Marie : J’ai un souvenir, moi aussi, de ma grand-mère qui me disait qu’il ne fallait pas se laver la tête quand on a ses règles, quand j’entendais tout à l’heure que même à 14 ans, il fallait que ça se passe pour voir que tu n’es pas morte de ça, moi je sais que quand je me lave la tête ça me les arrête et je les ai eu mercredi là et vendredi je me suis lavé la tête parce que je n’en pouvais plus d’avoir la tête sale et ça les a stoppées. Je voulais ajouter quelque chose de différent, c’est les rendez-vous chez le gynéco… ma psy m’a demandé l’autre jour justement si j’y allais, j’étais obligée d’y aller l’année dernière parce que j’avais une grosseur à un sein, quand j’ai vu que j’avais cette grosseur, un jour quand je me suis lavée, j’ai mis ma main là, j’ai dit « mince, j’ai quelque chose de gros » et j’ai appuyé dessus et j’ai dit « ma petite, je veux que ça s’en aille parce que je ne veux pas aller chez le médecin » et j’ai été obligée d’y aller parce que ma sœur a un cancer du sein, c’est « marrant » parce que je me dit que moi je n’en aurais pas de cancer, je ne sais pas pourquoi je me dit ça et je suis allée chez la gynéco et je lui ai dit « bon, je ne peux pas avoir d’examen, je viens juste pour ça » donc, j’ai eu une mammographie, une échographie et elle m’a proposé de faire une ponction et je lui ai dit « mais pourquoi faire, vous avez bien vu » je sentais qu’en 2 semaines la boule avait déjà diminué, j’ai dit mais moi je vais lui dire de s’en aller à ma boule et vous allez voir elle va s’en aller et il faudrait que je retourne la voir là mais je suis sûre qu’elle est partie. J’ai du faire l’examen mais je l’ai subi dans un état, c’est difficile ce truc.
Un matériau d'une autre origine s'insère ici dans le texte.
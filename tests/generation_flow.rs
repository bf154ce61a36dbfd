//! Generation protocol integration tests
//!
//! Every test runs against a wiremock upstream with a stubbed token
//! provider, so the full HTTP flow is exercised without a browser.

mod common;

use std::time::Duration;

use pretty_assertions::assert_eq;
use serde_json::json;
use wiremock::matchers::{body_partial_json, header, header_exists, method, path, query_param};
use wiremock::{Mock, MockServer, ResponseTemplate};

use suno_client::{ClipStatus, CustomGenerateRequest, Error, ExtendRequest, StemKind};

use common::helpers;

#[tokio::test]
async fn test_generate_polls_feed_to_completion() {
    let server = MockServer::start().await;
    helpers::mount_clerk(&server).await;

    Mock::given(method("POST"))
        .and(path("/api/generate/v2/"))
        .and(header("Authorization", "Bearer captured-bearer"))
        .and(body_partial_json(json!({
            "gpt_description_prompt": "a dreamy synthwave track",
            "token": "P1_challenge",
            "mv": "chirp-crow",
            "generation_type": "TEXT"
        })))
        .respond_with(ResponseTemplate::new(200).set_body_json(json!({
            "clips": [
                helpers::clip_json("clip-1", "submitted", None),
                helpers::clip_json("clip-2", "submitted", None)
            ]
        })))
        .mount(&server)
        .await;

    // First poll sees the clips still in flight, the second sees them done
    Mock::given(method("GET"))
        .and(path("/api/feed/v2"))
        .and(query_param("ids", "clip-1,clip-2"))
        .respond_with(ResponseTemplate::new(200).set_body_json(json!({
            "clips": [
                helpers::clip_json("clip-1", "queued", None),
                helpers::clip_json("clip-2", "queued", None)
            ]
        })))
        .up_to_n_times(1)
        .mount(&server)
        .await;
    Mock::given(method("GET"))
        .and(path("/api/feed/v2"))
        .respond_with(ResponseTemplate::new(200).set_body_json(json!({
            "clips": [
                helpers::clip_json("clip-1", "complete", Some("https://cdn.test/clip-1.mp3")),
                helpers::clip_json("clip-2", "complete", Some("https://cdn.test/clip-2.mp3"))
            ]
        })))
        .mount(&server)
        .await;

    let client = helpers::stub_client(&server).await;
    let clips = client
        .generate("a dreamy synthwave track", false, None, true)
        .await
        .unwrap();

    assert_eq!(clips.len(), 2);
    assert!(clips.iter().all(|c| c.status.is_success()));
    assert_eq!(
        clips[0].audio_url.as_deref(),
        Some("https://cdn.test/clip-1.mp3")
    );
}

#[tokio::test]
async fn test_extend_submits_without_waiting() {
    let server = MockServer::start().await;
    helpers::mount_clerk(&server).await;

    Mock::given(method("POST"))
        .and(path("/api/generate/v2/"))
        .and(body_partial_json(json!({
            "task": "extend",
            "generation_type": "EXTEND",
            "continue_clip_id": "clip-7",
            "continue_at": 42.5,
            "prompt": "more of the same"
        })))
        .respond_with(ResponseTemplate::new(200).set_body_json(json!({
            "clips": [helpers::clip_json("extended-1", "submitted", None)]
        })))
        .mount(&server)
        .await;

    let client = helpers::stub_client(&server).await;
    let clips = client
        .extend(ExtendRequest::new("clip-7", "more of the same", 42.5))
        .await
        .unwrap();

    assert_eq!(clips.len(), 1);
    assert_eq!(clips[0].id, "extended-1");
    assert_eq!(clips[0].status, ClipStatus::Submitted);
}

#[tokio::test]
async fn test_persona_generation_routes_to_web_endpoint() {
    let server = MockServer::start().await;
    helpers::mount_clerk(&server).await;

    Mock::given(method("POST"))
        .and(path("/api/generate/v2-web/"))
        .and(header_exists("Browser-Token"))
        .and(body_partial_json(json!({
            "task": "vox",
            "persona_id": "p-1",
            "artist_clip_id": "c-1",
            "override_fields": ["prompt", "tags"],
            "token": "P1_challenge"
        })))
        .respond_with(ResponseTemplate::new(200).set_body_json(json!({
            "clips": [helpers::clip_json("persona-1", "submitted", None)]
        })))
        .mount(&server)
        .await;

    let client = helpers::stub_client(&server).await;
    let request = CustomGenerateRequest::new("[Verse] la la la", "synthwave", "Persona Song")
        .with_persona_id("p-1")
        .with_artist_clip_id("c-1");
    let clips = client.custom_generate(request).await.unwrap();

    assert_eq!(clips.len(), 1);
    assert_eq!(clips[0].id, "persona-1");
}

#[tokio::test]
async fn test_persona_without_artist_clip_is_rejected() {
    let server = MockServer::start().await;
    helpers::mount_clerk(&server).await;

    let client = helpers::stub_client(&server).await;
    let request = CustomGenerateRequest::new("[Verse] la la la", "synthwave", "Persona Song")
        .with_persona_id("p-1");
    let err = client.custom_generate(request).await.unwrap_err();

    assert!(matches!(err, Error::Validation(..)));
    assert!(err.to_string().contains("artist_clip_id"));
}

#[tokio::test]
async fn test_polling_budget_returns_last_snapshot() {
    let server = MockServer::start().await;
    helpers::mount_clerk(&server).await;

    Mock::given(method("POST"))
        .and(path("/api/generate/v2/"))
        .respond_with(ResponseTemplate::new(200).set_body_json(json!({
            "clips": [helpers::clip_json("slow-1", "submitted", None)]
        })))
        .mount(&server)
        .await;
    Mock::given(method("GET"))
        .and(path("/api/feed/v2"))
        .respond_with(ResponseTemplate::new(200).set_body_json(json!({
            "clips": [helpers::clip_json("slow-1", "queued", None)]
        })))
        .mount(&server)
        .await;

    let mut settings = helpers::test_settings(&server);
    settings.timeouts.audio_generation_max = Duration::from_millis(300);
    let client = helpers::stub_client_with(&server, settings).await;

    // Deadline elapses while the clip is still queued; the caller gets the
    // last snapshot instead of an error
    let clips = client.generate("never finishes", false, None, true).await.unwrap();
    assert_eq!(clips.len(), 1);
    assert_eq!(clips[0].status, ClipStatus::Queued);
}

#[tokio::test]
async fn test_stems_wav_tolerates_partial_conversion_failure() {
    let server = MockServer::start().await;
    helpers::mount_clerk(&server).await;

    // Source clip lookup feeding title and model into the stem payload
    Mock::given(method("GET"))
        .and(path("/api/feed/v2"))
        .and(query_param("ids", "song-1"))
        .respond_with(ResponseTemplate::new(200).set_body_json(json!({
            "clips": [helpers::clip_json("song-1", "complete", Some("https://cdn.test/song-1.mp3"))]
        })))
        .mount(&server)
        .await;

    Mock::given(method("POST"))
        .and(path("/api/generate/v2-web/"))
        .and(header_exists("Browser-Token"))
        .and(body_partial_json(json!({
            "task": "gen_stem",
            "continue_clip_id": "song-1",
            "stem_type_group_name": "Two",
            "stem_task": "two",
            "make_instrumental": true
        })))
        .respond_with(ResponseTemplate::new(200).set_body_json(json!({
            "clips": [
                helpers::clip_json("stem-1", "submitted", None),
                helpers::clip_json("stem-2", "submitted", None)
            ]
        })))
        .mount(&server)
        .await;

    Mock::given(method("GET"))
        .and(path("/api/feed/v2"))
        .and(query_param("ids", "stem-1,stem-2"))
        .respond_with(ResponseTemplate::new(200).set_body_json(json!({
            "clips": [
                helpers::clip_json("stem-1", "complete", Some("https://cdn.test/stem-1.mp3")),
                helpers::clip_json("stem-2", "complete", Some("https://cdn.test/stem-2.mp3"))
            ]
        })))
        .mount(&server)
        .await;

    // First stem converts, the second fails at the conversion kickoff
    Mock::given(method("POST"))
        .and(path("/api/gen/stem-1/convert_wav/"))
        .respond_with(ResponseTemplate::new(200).set_body_json(json!({"status": "converting"})))
        .mount(&server)
        .await;
    Mock::given(method("GET"))
        .and(path("/api/gen/stem-1/wav_file/"))
        .respond_with(ResponseTemplate::new(200).set_body_json(json!({
            "wav_file_url": "https://cdn.test/stem-1.wav"
        })))
        .mount(&server)
        .await;
    Mock::given(method("POST"))
        .and(path("/api/gen/stem-2/convert_wav/"))
        .respond_with(ResponseTemplate::new(500).set_body_string("conversion backend down"))
        .mount(&server)
        .await;

    let client = helpers::stub_client(&server).await;
    let stems = client.download_stems_wav("song-1", StemKind::Two).await.unwrap();

    assert_eq!(stems.len(), 1);
    assert_eq!(stems[0].id, "stem-1");
    assert_eq!(stems[0].wav_url, "https://cdn.test/stem-1.wav");
    assert_eq!(stems[0].stem_from_id, "song-1");
}

#[tokio::test]
async fn test_stems_wav_skips_errored_stem_entirely() {
    let server = MockServer::start().await;
    helpers::mount_clerk(&server).await;

    Mock::given(method("GET"))
        .and(path("/api/feed/v2"))
        .and(query_param("ids", "song-4"))
        .respond_with(ResponseTemplate::new(200).set_body_json(json!({
            "clips": [helpers::clip_json("song-4", "complete", Some("https://cdn.test/song-4.mp3"))]
        })))
        .mount(&server)
        .await;

    Mock::given(method("POST"))
        .and(path("/api/generate/v2-web/"))
        .and(body_partial_json(json!({
            "task": "gen_stem",
            "continue_clip_id": "song-4",
            "stem_type_group_name": "All",
            "stem_task": "all"
        })))
        .respond_with(ResponseTemplate::new(200).set_body_json(json!({
            "clips": [
                helpers::clip_json("stem-a", "submitted", None),
                helpers::clip_json("stem-b", "submitted", None),
                helpers::clip_json("stem-c", "submitted", None),
                helpers::clip_json("stem-d", "submitted", None)
            ]
        })))
        .mount(&server)
        .await;

    // Three stems finish, one lands on a hard failure. The mix is never
    // uniformly terminal, so polling runs its budget out and hands the
    // caller the mixed snapshot.
    Mock::given(method("GET"))
        .and(path("/api/feed/v2"))
        .and(query_param("ids", "stem-a,stem-b,stem-c,stem-d"))
        .respond_with(ResponseTemplate::new(200).set_body_json(json!({
            "clips": [
                helpers::clip_json("stem-a", "complete", Some("https://cdn.test/stem-a.mp3")),
                helpers::clip_json("stem-b", "complete", Some("https://cdn.test/stem-b.mp3")),
                helpers::clip_json("stem-c", "complete", Some("https://cdn.test/stem-c.mp3")),
                helpers::clip_json("stem-d", "error", None)
            ]
        })))
        .mount(&server)
        .await;

    for stem in ["stem-a", "stem-b", "stem-c"] {
        Mock::given(method("POST"))
            .and(path(format!("/api/gen/{stem}/convert_wav/")))
            .respond_with(ResponseTemplate::new(200).set_body_json(json!({"status": "converting"})))
            .mount(&server)
            .await;
        Mock::given(method("GET"))
            .and(path(format!("/api/gen/{stem}/wav_file/")))
            .respond_with(ResponseTemplate::new(200).set_body_json(json!({
                "wav_file_url": format!("https://cdn.test/{stem}.wav")
            })))
            .mount(&server)
            .await;
    }

    let mut settings = helpers::test_settings(&server);
    settings.timeouts.audio_generation_max = Duration::from_millis(300);
    let client = helpers::stub_client_with(&server, settings).await;

    let stems = client.download_stems_wav("song-4", StemKind::All).await.unwrap();

    assert_eq!(stems.len(), 3);
    let ids: Vec<&str> = stems.iter().map(|s| s.id.as_str()).collect();
    assert_eq!(ids, ["stem-a", "stem-b", "stem-c"]);
    assert!(stems.iter().all(|s| s.wav_url.ends_with(".wav")));

    // The errored stem never reaches the conversion endpoint
    let conversions = server
        .received_requests()
        .await
        .unwrap()
        .iter()
        .filter(|r| r.url.path() == "/api/gen/stem-d/convert_wav/")
        .count();
    assert_eq!(conversions, 0);
}

#[tokio::test]
async fn test_empty_feed_snapshot_keeps_polling() {
    let server = MockServer::start().await;
    helpers::mount_clerk(&server).await;

    Mock::given(method("POST"))
        .and(path("/api/generate/v2/"))
        .respond_with(ResponseTemplate::new(200).set_body_json(json!({
            "clips": [helpers::clip_json("late-1", "submitted", None)]
        })))
        .mount(&server)
        .await;

    // The feed has not indexed the clip yet on the first poll; an empty
    // snapshot must not be mistaken for completion
    Mock::given(method("GET"))
        .and(path("/api/feed/v2"))
        .and(query_param("ids", "late-1"))
        .respond_with(ResponseTemplate::new(200).set_body_json(json!({"clips": []})))
        .up_to_n_times(1)
        .mount(&server)
        .await;
    Mock::given(method("GET"))
        .and(path("/api/feed/v2"))
        .respond_with(ResponseTemplate::new(200).set_body_json(json!({
            "clips": [helpers::clip_json("late-1", "complete", Some("https://cdn.test/late-1.mp3"))]
        })))
        .mount(&server)
        .await;

    let client = helpers::stub_client(&server).await;
    let clips = client.generate("a slow-indexing track", false, None, true).await.unwrap();

    assert_eq!(clips.len(), 1);
    assert_eq!(clips[0].id, "late-1");
    assert!(clips[0].status.is_success());
}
Iris : Par rapport à la puberté et les menstruations, j’étais toujours très malade, très mal au ventre jusqu’à vomir, je restais alitée une journée ou deux, je n’allais pas travailler, c’était impossible, j’étais pliée en deux. J’avais aussi mal au ventre en dehors des règles mais comme j’avais peur de tout le monde et qu’au village le médecin c’était un homme, il n’y a avait pas de femmes, je n’allais jamais le voir. Ce qui fait que quand je suis allée en voir un après que mon premier enfant soir né, c’était tellement noir que c’est au dernier moment que j’ai été opérée, pour dire comme c’est compliqué quand on doit voir des hommes, surtout dans les petits villages parce que moi les hommes il n’est pas question que j’aille les voir, je ne veux pas qu’ils me touche, j’ai bien vécu les séances de gynéco parce que j’allais voir les femmes, les femmes ça va. Je suis maintenant heureuse de vivre dans une grande ville où il y a beaucoup de femmes médecins comme ça je peux me soigner.